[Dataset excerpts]
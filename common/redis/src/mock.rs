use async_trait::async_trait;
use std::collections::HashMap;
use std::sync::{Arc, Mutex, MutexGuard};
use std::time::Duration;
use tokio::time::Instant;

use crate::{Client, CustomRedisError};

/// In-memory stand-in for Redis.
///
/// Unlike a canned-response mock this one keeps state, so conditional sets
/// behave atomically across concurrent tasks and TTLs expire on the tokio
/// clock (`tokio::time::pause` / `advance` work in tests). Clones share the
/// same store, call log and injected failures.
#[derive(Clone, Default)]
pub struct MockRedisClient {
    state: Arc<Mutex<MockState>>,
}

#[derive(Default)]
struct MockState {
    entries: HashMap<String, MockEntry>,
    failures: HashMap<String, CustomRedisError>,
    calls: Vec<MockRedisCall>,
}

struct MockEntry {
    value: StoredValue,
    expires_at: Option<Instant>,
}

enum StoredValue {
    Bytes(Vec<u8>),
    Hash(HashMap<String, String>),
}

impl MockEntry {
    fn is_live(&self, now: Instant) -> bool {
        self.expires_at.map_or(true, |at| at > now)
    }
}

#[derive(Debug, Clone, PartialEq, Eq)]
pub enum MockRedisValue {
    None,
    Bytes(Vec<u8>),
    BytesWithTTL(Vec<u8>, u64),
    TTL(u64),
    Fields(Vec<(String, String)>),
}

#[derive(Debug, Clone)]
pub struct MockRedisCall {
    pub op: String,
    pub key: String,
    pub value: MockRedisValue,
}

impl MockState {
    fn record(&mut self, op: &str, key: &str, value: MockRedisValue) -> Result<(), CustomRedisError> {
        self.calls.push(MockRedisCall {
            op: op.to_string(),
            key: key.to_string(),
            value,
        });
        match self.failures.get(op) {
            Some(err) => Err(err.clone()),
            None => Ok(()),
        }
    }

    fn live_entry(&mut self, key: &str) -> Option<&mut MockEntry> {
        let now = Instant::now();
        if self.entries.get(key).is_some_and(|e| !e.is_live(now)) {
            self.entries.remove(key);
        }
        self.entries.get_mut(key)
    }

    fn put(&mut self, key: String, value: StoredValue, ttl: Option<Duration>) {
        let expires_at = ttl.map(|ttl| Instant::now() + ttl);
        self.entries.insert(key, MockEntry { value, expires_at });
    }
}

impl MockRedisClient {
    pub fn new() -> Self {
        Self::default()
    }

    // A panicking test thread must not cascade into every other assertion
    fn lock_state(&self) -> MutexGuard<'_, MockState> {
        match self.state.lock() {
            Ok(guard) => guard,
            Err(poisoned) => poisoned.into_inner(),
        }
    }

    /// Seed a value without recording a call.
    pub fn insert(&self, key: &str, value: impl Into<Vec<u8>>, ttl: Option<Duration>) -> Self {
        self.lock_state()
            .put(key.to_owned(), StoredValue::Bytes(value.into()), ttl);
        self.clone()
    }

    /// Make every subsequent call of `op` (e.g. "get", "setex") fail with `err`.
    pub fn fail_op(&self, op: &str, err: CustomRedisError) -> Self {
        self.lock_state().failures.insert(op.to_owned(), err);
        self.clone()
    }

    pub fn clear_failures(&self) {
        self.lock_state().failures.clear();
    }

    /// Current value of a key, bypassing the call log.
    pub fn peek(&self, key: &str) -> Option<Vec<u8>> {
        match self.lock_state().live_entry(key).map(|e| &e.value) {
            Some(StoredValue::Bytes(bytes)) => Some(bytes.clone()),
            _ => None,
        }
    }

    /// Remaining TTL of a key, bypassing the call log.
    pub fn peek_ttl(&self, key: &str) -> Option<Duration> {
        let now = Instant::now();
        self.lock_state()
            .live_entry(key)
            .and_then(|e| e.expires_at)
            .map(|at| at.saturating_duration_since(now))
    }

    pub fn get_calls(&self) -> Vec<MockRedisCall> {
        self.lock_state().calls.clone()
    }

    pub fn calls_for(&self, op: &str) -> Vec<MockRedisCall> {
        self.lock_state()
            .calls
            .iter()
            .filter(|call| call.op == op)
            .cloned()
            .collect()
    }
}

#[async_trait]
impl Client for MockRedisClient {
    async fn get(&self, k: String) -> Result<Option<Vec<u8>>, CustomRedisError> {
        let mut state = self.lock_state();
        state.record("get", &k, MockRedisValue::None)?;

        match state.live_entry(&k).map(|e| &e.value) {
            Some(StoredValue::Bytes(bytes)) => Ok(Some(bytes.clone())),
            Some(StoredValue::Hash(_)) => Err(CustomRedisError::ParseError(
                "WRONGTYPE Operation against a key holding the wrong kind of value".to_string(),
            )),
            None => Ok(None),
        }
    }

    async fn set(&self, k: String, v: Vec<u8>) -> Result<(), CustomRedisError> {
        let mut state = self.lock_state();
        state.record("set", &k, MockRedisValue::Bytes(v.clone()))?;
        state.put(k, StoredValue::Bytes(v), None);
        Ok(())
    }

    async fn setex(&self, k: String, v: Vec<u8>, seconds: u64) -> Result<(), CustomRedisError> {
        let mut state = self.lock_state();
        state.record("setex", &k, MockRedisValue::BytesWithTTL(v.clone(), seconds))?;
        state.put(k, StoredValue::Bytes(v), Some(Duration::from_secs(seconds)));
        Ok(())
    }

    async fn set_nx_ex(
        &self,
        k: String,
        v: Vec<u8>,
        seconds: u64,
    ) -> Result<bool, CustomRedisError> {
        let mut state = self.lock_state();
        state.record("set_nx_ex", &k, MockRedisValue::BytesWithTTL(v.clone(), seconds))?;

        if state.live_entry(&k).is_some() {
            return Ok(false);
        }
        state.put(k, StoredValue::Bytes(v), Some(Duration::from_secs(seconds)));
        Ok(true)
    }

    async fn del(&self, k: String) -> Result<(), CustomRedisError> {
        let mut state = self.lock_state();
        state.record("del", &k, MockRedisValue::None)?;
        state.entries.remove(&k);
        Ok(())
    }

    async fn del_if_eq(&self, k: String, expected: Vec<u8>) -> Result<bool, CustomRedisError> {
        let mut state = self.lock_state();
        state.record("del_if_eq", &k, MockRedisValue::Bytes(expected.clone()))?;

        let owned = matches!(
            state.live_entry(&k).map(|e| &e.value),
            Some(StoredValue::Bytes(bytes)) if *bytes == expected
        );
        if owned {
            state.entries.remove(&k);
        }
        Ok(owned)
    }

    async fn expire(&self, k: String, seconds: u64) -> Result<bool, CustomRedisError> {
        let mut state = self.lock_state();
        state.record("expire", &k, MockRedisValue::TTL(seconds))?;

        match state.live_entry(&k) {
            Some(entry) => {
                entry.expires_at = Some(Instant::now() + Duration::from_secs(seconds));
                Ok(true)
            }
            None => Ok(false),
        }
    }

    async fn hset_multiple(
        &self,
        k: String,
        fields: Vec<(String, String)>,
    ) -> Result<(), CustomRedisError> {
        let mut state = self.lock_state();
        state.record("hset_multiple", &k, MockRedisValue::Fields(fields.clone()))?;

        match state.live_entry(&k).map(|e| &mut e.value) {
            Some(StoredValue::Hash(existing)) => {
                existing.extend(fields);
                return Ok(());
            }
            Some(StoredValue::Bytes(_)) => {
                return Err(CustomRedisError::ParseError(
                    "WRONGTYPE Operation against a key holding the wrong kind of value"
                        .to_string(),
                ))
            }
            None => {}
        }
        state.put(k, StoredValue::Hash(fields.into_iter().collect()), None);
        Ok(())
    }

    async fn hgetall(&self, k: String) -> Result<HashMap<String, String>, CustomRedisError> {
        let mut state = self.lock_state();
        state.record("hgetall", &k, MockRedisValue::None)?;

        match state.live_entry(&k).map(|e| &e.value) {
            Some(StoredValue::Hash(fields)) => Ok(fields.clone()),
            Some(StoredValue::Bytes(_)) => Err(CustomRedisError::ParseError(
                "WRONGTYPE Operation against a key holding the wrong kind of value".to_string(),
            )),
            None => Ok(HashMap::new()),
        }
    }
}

• REQUIRED WORK: Which lines of the records contain the word "bool"? Copy each of them.

• OUTPUT FOR THIS EXERCISE:
    fn is_live(&self, now: Instant) -> bool {
    ) -> Result<bool, CustomRedisError> {
    async fn del_if_eq(&self, k: String, expected: Vec<u8>) -> Result<bool, CustomRedisError> {
    async fn expire(&self, k: String, seconds: u64) -> Result<bool, CustomRedisError> {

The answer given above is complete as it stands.